Cheat, well i would actually argue that in CG there's no such thing as cheating. Just copy the same tree about, alter its rotation ans scale. And randomize new shaders to your model (swap different leaf textures different color etc). When combined with even slight amount of rigginng approach can totally hide the fact that there is just one tree. Copies dont have to be all that exact they might be shaped with a lattice or something. This is actually pretty efficient, most people wouldn't notice.

Method 4: (when history is not cleared)

When you model something manually maya records this quite efficiently. The history can be turned into a script with little or no effort. The best kept secret. If you save this kind of scene as maya ascii then the maya ascii file is (almost) just mel and you can repeat this by adding variables to the stream to instrument it to mel. Beware tough that not all tools build meaningful history so point tweaks should be done on clusters instead on manual point tweaking that ends up in the shapes tweak array.

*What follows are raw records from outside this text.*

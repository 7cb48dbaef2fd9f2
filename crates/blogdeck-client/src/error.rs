//! Client error types.

use thiserror::Error;

/// Client error type.
///
/// Failures fall into two classes: transport failures (the request never
/// produced a usable HTTP response, or the HTTP status was not 2xx) and
/// application failures (a well-formed envelope whose `code` is not 200).
#[derive(Debug, Error)]
pub enum Error {
    /// HTTP request failed before a response was received.
    #[error("HTTP error: {0}")]
    Http(#[from] reqwest::Error),

    /// URL parsing failed.
    #[error("Invalid URL: {0}")]
    InvalidUrl(#[from] url::ParseError),

    /// JSON serialization/deserialization failed.
    #[error("JSON error: {0}")]
    Json(#[from] serde_json::Error),

    /// Server answered with a non-success HTTP status.
    #[error("HTTP status {status}: {}", message.as_deref().unwrap_or("no message"))]
    Status {
        /// HTTP status code.
        status: u16,
        /// Message extracted from the response body, if any.
        message: Option<String>,
    },

    /// Server answered 2xx but the envelope carried a failure code.
    #[error("API error ({code}): {message}")]
    Api {
        /// Envelope code.
        code: i64,
        /// Envelope message (or a generic fallback).
        message: String,
    },

    /// Invalid configuration.
    #[error("Configuration error: {0}")]
    Config(String),
}

impl Error {
    /// Check if the backend rejected the session, at either layer.
    pub fn is_unauthorized(&self) -> bool {
        matches!(self, Error::Status { status: 401, .. } | Error::Api { code: 401, .. })
    }

    /// Check if this is an envelope-level (application) failure.
    pub fn is_application(&self) -> bool {
        matches!(self, Error::Api { .. })
    }

    /// Check if this is a transport-level failure.
    pub fn is_transport(&self) -> bool {
        matches!(self, Error::Http(_) | Error::Status { .. })
    }

    /// The message supplied by the server, when there was one.
    pub fn server_message(&self) -> Option<&str> {
        match self {
            Error::Api { message, .. } => Some(message),
            Error::Status { message, .. } => message.as_deref(),
            _ => None,
        }
    }
}

/// Result type for client operations.
pub type Result<T> = std::result::Result<T, Error>;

It is also possible to build the mel automatically with a mel script that checks for connections and values in nodes to reproduce the thing in code. The good thing is that you can readily introduce the instrumentation. Here's a really old version of code as giveaway (you need to handle the shaders and inputComponents for example):

/* jooConvertNodeNetworkToMelLadder.mel  0.0

  Authors:     Janne 'Joojaa' Ojala
  Testing:     Has known bugs, code deprecated, no bug reporting
  Licence:     Creative Commons Attribution-ShareAlike 3.0 Unported
  About:

  A deprecated early version of code generation it has some bugs and
  is nowhere near perfect but you can have this code for the heck of
  it. Main thing missing is that it does not check for selection 
  sets for nodes so you need to make those manually.

  Install Instructions:

  copy jooConvertNodeNetworkToMelLadder.mel to your maya script 
  directory

  Usage:

  Select node and run jooConvertNodeNetworkToMelLadder from mel 
  commandline.

  Deprecated at 31.12.2006
*/

proc string generateAttrib(string $node, string $createNode,
                           string $attrib,string $varName){
  string $return="";
  if (getAttr($node + "." + $attrib) != 
      getAttr($createNode + "." + $attrib))
    $return = ("  setAttr (" +
                $varName + "+\"." + $attrib+"\") "+
                getAttr($node + "." + $attrib) + ";\n");
  return $return;
}

proc string doOneNode(string $nodeOrig,string $connections[]){
  string $hist[]=`listConnections    -c 1 -p 1 $nodeOrig`;
  string $return="";
  $type=`nodeType $nodeOrig`;
  $varName=("$"+$nodeOrig);
  $createNode=`createNode $type`;
  $return=("  "+$varName+"=`createNode -n "+$nodeOrig+" "+$type+"`;\n");
  if ($type != "mesh") {
      for ($attrib in `listAttr -settable -multi -w -scalar $createNode`){
          $return += generateAttrib($nodeOrig, $createNode,
                                    $attrib, $varName);
      }
  }
  delete $createNode;

  for ($i=0;$i< size($hist);$i=$i+2){
    if (size(`connectionInfo -dfs $hist[$i]`)){
      string $node,$port,$type,$nodeOrig,$portOrig;
      $node=`match "[^.]*" $hist[$i+1]`;
      $port=`match "[.].*$" $hist[$i+1]`;
      $nodeOrig=`match "[^.]*" $hist[$i]`;
      $portOrig=`match "[.].*$" $hist[$i]`;
      $connections[size($connections)]= 
      ("  connectAttr -f ($" + 
        $nodeOrig + "+\"" + $portOrig + "\") ($" +
        $node+"+\""+$port+"\");");
    }
  }

  return $return;
}

global proc jooConvertNodeNetworkToMelLadder()
{
  print "\n// jooConvertNodeNetworkToMelLadder result:\n{\n";
    string $a[]={};
    for ($node in `listHistory`)
    print(`doOneNode $node $a`);
    print $a;

  print "}\n";
}

But this is all I have time for, hope this helps.